仅就“无效的劳作”这一点,我们可以就郑宏昌的作品与其进行准确的勾连:一尊肥胖的肉身迟缓地奔跑在一辆坦克不断滚动的履带之上,如同在健身房的跑步机上,永不停歇。当然这是艺术家将微型坦克装置和全息投影影像巧妙进行视觉对接而形成的运动场景。但这一场景促使我们假设:如果他停下来,会怎么样?问题的根本在于,这个假设是无效的,因为不可能停下来。那群在《黑镜》里蹬自行车的人也停不下来。从视觉逻辑上来讲,如果奔跑停下,意味着肉身遭到碾压。

   在他的作品里,经过严格切割打磨的展示平台上,放置着一系列我们熟悉的物件:微型坦克链轨、天平、玻璃器皿、以及金属螃蟹。这些物件日常却具有不可回避的力量属性。而据此系列物件的行动特征排演的影像经过全息影像技术进行展示,与对应的物件构成了既错位又恰到好处的镜像关系。在曾参加过威尼斯双年展的法国艺术家pierrick sorin那里,这样的方式也被频繁使用。

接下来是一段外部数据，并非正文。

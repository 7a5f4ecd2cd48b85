//! License token codec.
//!
//! Token grammar:
//!
//! ```text
//! QANUNI-<base64(json payload)>-<8 uppercase hex checksum>
//! ```
//!
//! Decoding verifies the checksum *before* the payload is base64-decoded or
//! parsed, so a tampered payload is never processed.

use crate::crypto::digest::verify_checksum;
use crate::errors::DecodeError;
use crate::protocol::models::{
    parse_timestamp, LicensePayload, WirePayload, DEFAULT_ISSUED_TO, DEFAULT_LICENSE_TYPE,
};
use base64::{
    alphabet,
    engine::{general_purpose::GeneralPurpose, DecodePaddingMode, GeneralPurposeConfig},
    Engine,
};
use tracing::debug;

/// Literal prefix of every token.
pub const TOKEN_PREFIX: &str = "QANUNI-";

/// Standard alphabet; padding optional on decode since keys get retyped by hand.
const PAYLOAD_ENGINE: GeneralPurpose = GeneralPurpose::new(
    &alphabet::STANDARD,
    GeneralPurposeConfig::new()
        .with_encode_padding(true)
        .with_decode_padding_mode(DecodePaddingMode::Indifferent),
);

/// A token whose checksum verified and whose payload parsed.
#[derive(Debug, Clone, PartialEq, Eq)]
pub struct DecodedToken {
    /// The decoded payload.
    pub payload: LicensePayload,
    /// The verified checksum segment.
    pub checksum: String,
}

/// Strip surrounding whitespace and byte-order marks picked up when a key
/// is pasted from, or saved into, a text file.
pub fn clean_token(token: &str) -> &str {
    token.trim_matches(|c: char| c.is_whitespace() || c == '\u{feff}')
}

/// Decode and integrity-check a token.
///
/// # Errors
/// * `InvalidFormat` - missing `QANUNI-` prefix or checksum separator
/// * `InvalidChecksum` - checksum does not match the payload segment
/// * `CorruptKey` - payload is not base64 JSON, or `expiresAt` is not a date-time
/// * `IncompleteKey` - `machineId` or `expiresAt` missing or empty
pub fn decode(token: &str, salt: &str) -> Result<DecodedToken, DecodeError> {
    let token = clean_token(token);

    let body = token.strip_prefix(TOKEN_PREFIX).ok_or_else(|| {
        debug!("token rejected: missing prefix");
        DecodeError::InvalidFormat
    })?;

    // Split on the last separator; the checksum never contains '-'.
    let (payload_segment, checksum) = body.rsplit_once('-').ok_or_else(|| {
        debug!("token rejected: no checksum separator");
        DecodeError::InvalidFormat
    })?;

    if !verify_checksum(payload_segment, checksum, salt) {
        debug!("token rejected: checksum mismatch");
        return Err(DecodeError::InvalidChecksum);
    }

    let bytes = PAYLOAD_ENGINE
        .decode(payload_segment)
        .map_err(|e| DecodeError::CorruptKey(format!("invalid base64: {}", e)))?;

    let wire: WirePayload = serde_json::from_slice(&bytes)
        .map_err(|e| DecodeError::CorruptKey(format!("invalid payload: {}", e)))?;

    let payload = payload_from_wire(wire)?;

    Ok(DecodedToken {
        payload,
        checksum: checksum.to_string(),
    })
}

fn payload_from_wire(wire: WirePayload) -> Result<LicensePayload, DecodeError> {
    let machine_id = required(wire.machine_id, "machineId")?;
    let expires_raw = required(wire.expires_at, "expiresAt")?;

    let expires_at = parse_timestamp(&expires_raw).ok_or_else(|| {
        DecodeError::CorruptKey(format!("expiresAt is not a date-time: {}", expires_raw))
    })?;

    let issued_at = wire.issued_at.as_deref().and_then(|raw| {
        let parsed = parse_timestamp(raw);
        if parsed.is_none() {
            debug!(issued_at = raw, "ignoring unparseable issuedAt");
        }
        parsed
    });

    Ok(LicensePayload {
        machine_id,
        expires_at,
        license_type: non_empty(wire.license_type)
            .unwrap_or_else(|| DEFAULT_LICENSE_TYPE.to_string()),
        issued_to: non_empty(wire.issued_to).unwrap_or_else(|| DEFAULT_ISSUED_TO.to_string()),
        issued_at,
    })
}

fn required(value: Option<String>, field: &'static str) -> Result<String, DecodeError> {
    non_empty(value).ok_or_else(|| {
        debug!(field, "token rejected: required field missing");
        DecodeError::IncompleteKey { field }
    })
}

fn non_empty(value: Option<String>) -> Option<String> {
    value.filter(|v| !v.trim().is_empty())
}

/// Encode a payload into a token.
///
/// Issuance belongs to the issuer tooling; this exists so tests can build
/// tokens with the same constants the validator uses.
#[cfg(any(test, feature = "test-seams"))]
pub fn encode(payload: &LicensePayload, salt: &str) -> String {
    let json = serde_json::to_vec(&payload.to_wire()).expect("payload serializes");
    encode_raw(&json, salt)
}

/// Encode arbitrary payload bytes into a token with a valid checksum.
#[cfg(any(test, feature = "test-seams"))]
pub fn encode_raw(payload_bytes: &[u8], salt: &str) -> String {
    let segment = PAYLOAD_ENGINE.encode(payload_bytes);
    let checksum = crate::crypto::digest::token_checksum(&segment, salt);
    format!("{}{}-{}", TOKEN_PREFIX, segment, checksum)
}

郑宏昌通过调节这些设备,试图在触摸屏幕生存这个媒介之于我们的运行和控制机制。他的创作看上去似乎要成为科学的一部分,精密、计算,不露声色,甚至有些幽默。我们同时发现资本的运作也同时在使用这套逻辑。

   除了屏幕议题之外,我们也会发现,他通过全息影像与投影技术和装置的结合来触碰资本与政治双重控制下的人的状况。在这个大的语境下,他启用一些具有强烈符号指涉的装置来展开表述,比如他的玻璃器皿之于狭小空间对于人的约束与规训,微型坦克装置不断循环的机制里,人没有尽头的奔命,这与其说是对战争的隐喻,不如说是今天我们表现出的种种日常境遇来得准确:不停的劳作与奴役。甚至与以人的数量为考量基准的天平,他在这里也试图提出一个问题,关于大众与个体,多数与少数的问题。

   促使我们去观看郑宏昌作品的动力,一方面来自于其机械和影像联合构成的游戏性,还有赖于那个不断奔跑、被挤压、被权衡的肉身。在他所有的影像装置中,我们都能看到这样一个肉身符号:肥胖、慵懒、努力、迟钝、消耗,疏于抵抗或失去抵抗意识。他们似乎是独立存在,没有干扰,也不受控制。但由坦克、天平、玻璃器皿等物件投射的镜像,却恰到好处地成为那些肉身的语境,看似错位,不构成直接的操控,但却无法回避隐形的操控逻辑,那些物件变成了一个个无形的手。 这些装置没有强烈的情感置入,也没有明显的批判刀锋,冰冷、幽默,甚至格局狭小,但却构造了资本机制运作的微缩景观。

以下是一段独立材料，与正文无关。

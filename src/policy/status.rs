//! Validation outcome types.

use crate::errors::DecodeError;
use crate::protocol::models::LicensePayload;
use chrono::{DateTime, Utc};
use serde::Serialize;
use std::fmt;

/// Outcome category of a license check.
///
/// Exactly one status is produced per validation; `valid` on the result is
/// true only for [`Active`](Self::Active) and [`GracePeriod`](Self::GracePeriod).
#[derive(Debug, Clone, Copy, PartialEq, Eq, Hash, Serialize)]
#[serde(rename_all = "SCREAMING_SNAKE_CASE")]
pub enum LicenseStatus {
    /// No token supplied or stored.
    NoKey,
    /// Token is not in `QANUNI-<payload>-<checksum>` form.
    InvalidFormat,
    /// Checksum does not match the payload.
    InvalidChecksum,
    /// Payload could not be decoded.
    CorruptKey,
    /// Payload lacks a required field.
    IncompleteKey,
    /// Token is bound to another machine.
    WrongMachine,
    /// Past expiry and past the grace period.
    Expired,
    /// Past expiry but within the grace period.
    GracePeriod,
    /// Within the active period.
    Active,
    /// Unexpected internal failure.
    Error,
}

impl LicenseStatus {
    /// Wire name, e.g. `GRACE_PERIOD`.
    pub fn as_str(&self) -> &'static str {
        match self {
            Self::NoKey => "NO_KEY",
            Self::InvalidFormat => "INVALID_FORMAT",
            Self::InvalidChecksum => "INVALID_CHECKSUM",
            Self::CorruptKey => "CORRUPT_KEY",
            Self::IncompleteKey => "INCOMPLETE_KEY",
            Self::WrongMachine => "WRONG_MACHINE",
            Self::Expired => "EXPIRED",
            Self::GracePeriod => "GRACE_PERIOD",
            Self::Active => "ACTIVE",
            Self::Error => "ERROR",
        }
    }

    /// Whether the application may run under this status.
    pub fn is_usable(&self) -> bool {
        matches!(self, Self::Active | Self::GracePeriod)
    }
}

impl fmt::Display for LicenseStatus {
    fn fmt(&self, f: &mut fmt::Formatter<'_>) -> fmt::Result {
        f.write_str(self.as_str())
    }
}

impl From<&DecodeError> for LicenseStatus {
    fn from(err: &DecodeError) -> Self {
        match err {
            DecodeError::InvalidFormat => Self::InvalidFormat,
            DecodeError::InvalidChecksum => Self::InvalidChecksum,
            DecodeError::CorruptKey(_) => Self::CorruptKey,
            DecodeError::IncompleteKey { .. } => Self::IncompleteKey,
        }
    }
}

/// Severity of a non-blocking expiry warning.
#[derive(Debug, Clone, Copy, PartialEq, Eq, PartialOrd, Ord, Hash, Serialize)]
#[serde(rename_all = "lowercase")]
pub enum WarningLevel {
    /// Expiry within the notice window.
    Info,
    /// Expiry within a week.
    Warning,
    /// Expiry within a day, or in the grace period.
    Critical,
}

/// Payload plus the time calculations made against it.
#[derive(Debug, Clone, PartialEq, Eq, Serialize)]
#[serde(rename_all = "camelCase")]
pub struct LicenseDetails {
    /// Fingerprint the license is bound to.
    pub machine_id: String,
    /// End of the active period.
    pub expires_at: DateTime<Utc>,
    /// License type.
    #[serde(rename = "type")]
    pub license_type: String,
    /// Licensee name.
    pub issued_to: String,
    /// Issuance time, if recorded.
    #[serde(skip_serializing_if = "Option::is_none")]
    pub issued_at: Option<DateTime<Utc>>,
    /// Whole days until `expires_at`, rounded up; zero or negative once expired.
    pub days_until_expiry: i64,
    /// `expires_at` plus the grace period.
    pub grace_period_end: DateTime<Utc>,
    /// Days left before lockout while in the grace period.
    #[serde(skip_serializing_if = "Option::is_none")]
    pub grace_days_remaining: Option<i64>,
}

impl LicenseDetails {
    pub(crate) fn from_payload(
        payload: LicensePayload,
        days_until_expiry: i64,
        grace_period_end: DateTime<Utc>,
    ) -> Self {
        Self {
            machine_id: payload.machine_id,
            expires_at: payload.expires_at,
            license_type: payload.license_type,
            issued_to: payload.issued_to,
            issued_at: payload.issued_at,
            days_until_expiry,
            grace_period_end,
            grace_days_remaining: None,
        }
    }
}

/// Both fingerprints involved in a binding failure.
#[derive(Debug, Clone, PartialEq, Eq, Serialize)]
#[serde(rename_all = "camelCase")]
pub struct MachineMismatch {
    /// Fingerprint named in the token.
    pub licensed_machine_id: String,
    /// Fingerprint of this machine.
    pub current_machine_id: String,
}

/// Extra data attached to a result.
#[derive(Debug, Clone, PartialEq, Eq, Serialize)]
#[serde(untagged)]
pub enum ValidationDetails {
    /// A structurally valid license and its timing.
    License(LicenseDetails),
    /// The license is bound elsewhere.
    MachineMismatch(MachineMismatch),
}

impl ValidationDetails {
    /// The license details, if this is not a binding failure.
    pub fn license(&self) -> Option<&LicenseDetails> {
        match self {
            Self::License(details) => Some(details),
            Self::MachineMismatch(_) => None,
        }
    }
}

/// Result of validating a token.
#[derive(Debug, Clone, PartialEq, Eq, Serialize)]
#[serde(rename_all = "camelCase")]
pub struct ValidationResult {
    /// Whether the application may run.
    pub valid: bool,
    /// Outcome category.
    pub status: LicenseStatus,
    /// Blocking reason, set when `valid` is false.
    #[serde(skip_serializing_if = "Option::is_none")]
    pub error: Option<String>,
    /// Non-blocking notice to show in a banner.
    #[serde(skip_serializing_if = "Option::is_none")]
    pub warning: Option<String>,
    /// Severity of `warning`.
    #[serde(skip_serializing_if = "Option::is_none")]
    pub warning_level: Option<WarningLevel>,
    /// Payload and diagnostics.
    #[serde(skip_serializing_if = "Option::is_none")]
    pub details: Option<ValidationDetails>,
}

impl ValidationResult {
    /// A result carrying an error message. `valid` follows the status.
    pub fn rejected(status: LicenseStatus, error: impl Into<String>) -> Self {
        Self {
            valid: status.is_usable(),
            status,
            error: Some(error.into()),
            warning: None,
            warning_level: None,
            details: None,
        }
    }

    /// An `ERROR` result for an unexpected failure.
    pub fn internal_error(error: impl Into<String>) -> Self {
        Self::rejected(LicenseStatus::Error, error)
    }

    /// A usable result.
    pub(crate) fn usable(status: LicenseStatus, details: LicenseDetails) -> Self {
        Self {
            valid: status.is_usable(),
            status,
            error: None,
            warning: None,
            warning_level: None,
            details: Some(ValidationDetails::License(details)),
        }
    }

    pub(crate) fn with_warning(mut self, level: WarningLevel, message: String) -> Self {
        self.warning = Some(message);
        self.warning_level = Some(level);
        self
    }

    pub(crate) fn with_details(mut self, details: ValidationDetails) -> Self {
        self.details = Some(details);
        self
    }

    /// License details, if the token decoded and matched this machine.
    pub fn license_details(&self) -> Option<&LicenseDetails> {
        self.details.as_ref().and_then(ValidationDetails::license)
    }
}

也就是说,艺术家通过这样的一些吸引我们的游戏互动装置的设定与结合,试图去触碰我们业已沉陷其中的消费社会穹顶之下的运行机制。


2016年11月1日北京







An Epitome of Futile Labor

By Hai Jie


In British TV series Black Mirror, the masses, dressed in sportswear which makes them seem to be concrete, live in cubicles with walls entirely taken up by screens. They can only receive 3 programs: sex shows, talent shows and advertisements, and have to peddle to earn merits in exchange for subsistence and entertainment. Their labor is futile in nature. The media seemingly masterless is manipulating people through meaningless consumption. This TV series, known for its criticism of society and media, cut open the cruel reality of the screen to us.

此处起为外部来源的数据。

//! On-disk persistence of the activated token.

pub mod file;

pub use file::{LicenseStore, LICENSE_FILE_NAME};
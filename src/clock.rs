//! Time source for license aging.
//!
//! Validation never calls `Utc::now()` directly. The validator asks its
//! [`Clock`], so a test can pin "today" and then walk it forward through
//! the notice, grace and lockout windows of a stored license.

use chrono::{DateTime, Utc};

/// Source of the current instant.
pub trait Clock: Send + Sync {
    /// Current UTC time.
    fn now_utc(&self) -> DateTime<Utc>;
}

/// Wall time.
#[derive(Debug, Clone, Copy, Default)]
pub struct SystemClock;

impl Clock for SystemClock {
    fn now_utc(&self) -> DateTime<Utc> {
        Utc::now()
    }
}

/// Settable clock shared between a test and the service under test.
///
/// Hand an `Arc<MockClock>` to the service and keep a clone; moving the
/// clock then simulates the next application launch days later without
/// rebuilding the service.
#[cfg(any(test, feature = "test-seams"))]
#[derive(Debug)]
pub struct MockClock {
    now: std::sync::RwLock<DateTime<Utc>>,
}

#[cfg(any(test, feature = "test-seams"))]
impl MockClock {
    /// Clock pinned at `now`.
    pub fn new(now: DateTime<Utc>) -> Self {
        Self {
            now: std::sync::RwLock::new(now),
        }
    }

    /// Pin the clock at `now`.
    pub fn set(&self, now: DateTime<Utc>) {
        let mut guard = self.now.write().unwrap_or_else(|e| e.into_inner());
        *guard = now;
    }

    /// Move the clock by `duration`; negative values move it back.
    pub fn advance(&self, duration: chrono::Duration) {
        let mut guard = self.now.write().unwrap_or_else(|e| e.into_inner());
        *guard += duration;
    }

    /// Move the clock by whole days.
    pub fn advance_days(&self, days: i64) {
        self.advance(chrono::Duration::days(days));
    }
}

#[cfg(any(test, feature = "test-seams"))]
impl Clock for MockClock {
    fn now_utc(&self) -> DateTime<Utc> {
        *self.now.read().unwrap_or_else(|e| e.into_inner())
    }
}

We could match Zheng Hongchang’s works with Black Mirror on the exact point of “futile labor. In Zheng’s work, a fleshy body runs slowly on the continuous rolling track of a tank like running on a treadmill incessantly. Of course, it is a motion scene created by artist through ingenious visual synthesis of miniature tank and holographic images. It is, however, thought-provoking: what if he stops? The question is, this assumption does not stand, for that he cannot stop, nor can those bicycle-peddlers in the TV. Visual-logically speaking, if the running stops, the body will be crushed.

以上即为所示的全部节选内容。